Pasta alla marinara, pasta alla crudaiola, carpaccio di pesce spada, frutti di mare.

«Ha sentito di Roberta Giano?».

«Sì, poverina. Per fortuna aveva quella cugina in paese, altrimenti non so cosa le sarebbe potuto succedere, chissà che fine le avrebbero fatto fare» rispose il Commissario, che tutto avrebbe potuto immaginare, meno che la Giano stesse andando da sua cugina quella mattina in bicicletta.

«Una tragedia, incredibile. Addirittura avere delle allucinazioni e credere che suo marito fosse vivo. Chissà che trauma: prima il fratello, poi il marito. Ora l’amante».

Il Commissariò si rabbuiò, ma per poco e senza darlo a vedere. Chinò il viso e lo tenne basso il tempo necessario per ricomporsi evitando che Labile gli chiedesse che cosa stesse pensando.

«E ora, visto che sono curioso come una scimmia, mi dica cos’è successo quando è andato dietro a Russo».

«Molto bene. Dunque, come lei sa...» s’interruppe, vedendo a un altro tavolo Maugeri mangiare da solo. Si scusò con Labile e andò al tavolo di quell’altro.

«Le spiace se mi siedo?».

«Prego, Commissario».

«Mangia da solo?».

«E con chi altro potrei mangiare?», lo sguardo fu eloquente.

«Tutto passa».

«Sì, tutto. Ma non so se stiamo parlando della stessa cosa».

«Io credo di sì. Lei ha la fobia della sabbia per terra.
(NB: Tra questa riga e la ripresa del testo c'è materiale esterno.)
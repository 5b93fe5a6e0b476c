//! Supporting tooling around codeful unit tests: run identifiers, unit test
//! naming, the on-disk layout, saved definitions/results and the test project
//! scaffold.

pub mod name;
pub mod paths;
pub mod run_id;
pub mod scaffold;
pub mod store;

pub use name::*;
pub use paths::*;
pub use run_id::*;
pub use scaffold::*;
pub use store::*;
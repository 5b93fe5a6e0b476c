//! Identifier helpers for generated C#.

/// Converts a name to PascalCase.
///
/// Words are separated by whitespace, `-` or `_`. The first character of each
/// word is upper-cased and the rest is kept as written, so `onNewItem` becomes
/// `OnNewItem` and `HTTP` stays `HTTP`.
pub fn to_pascal_case(name: &str) -> String {
    name.split(|c: char| c.is_whitespace() || c == '-' || c == '_')
        .filter(|word| !word.is_empty())
        .map(|word| {
            let mut chars = word.chars();
            match chars.next() {
                Some(first) => first.to_uppercase().chain(chars).collect::<String>(),
                None => String::new(),
            }
        })
        .collect()
}

/// Removes every character outside `[A-Za-z0-9_]`.
pub fn remove_invalid_characters(name: &str) -> String {
    name.chars()
        .filter(|c| c.is_ascii_alphanumeric() || *c == '_')
        .collect()
}

/// Makes a logic app name usable as a C# namespace segment.
pub fn sanitize_namespace(name: &str) -> String {
    name.replace('-', "_")
}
Non l’ho vista molto fra gli altri villeggianti. Però ho trovato la stessa pulizia nella stanza di Lagri. E, inoltre, nel suo diario, accenna a un “Riccardo”... Quindi ho immaginato...».

«Ha immaginato bene».

«Se vuole unirsi a noi».

«No, non si preoccupi. Preferisco star qui, come quando c’era Marco».

Il Commissario annuì e tornò al tavolo da Labile.

«Che è successo?» gli domandò il manager.

«Nulla. Nulla di emozionante. Solo una piccola conferma».

«Posso sapere di cosa?».

«Diciamo che quando mi è venuto in mente il gesto automatico di Mario Antico che buttava via la cenere del portacenere (che poi ho ricollegato alla fotografia di cui scriveva Lagri nel diario), mi sono ricordato di un altro gesto automatico per non sporcare il pavimento con la sabbia... ma non è nulla di emozionante. Dicevamo di Alberto Russo».

Il Commissario raccontò dell’inseguimento.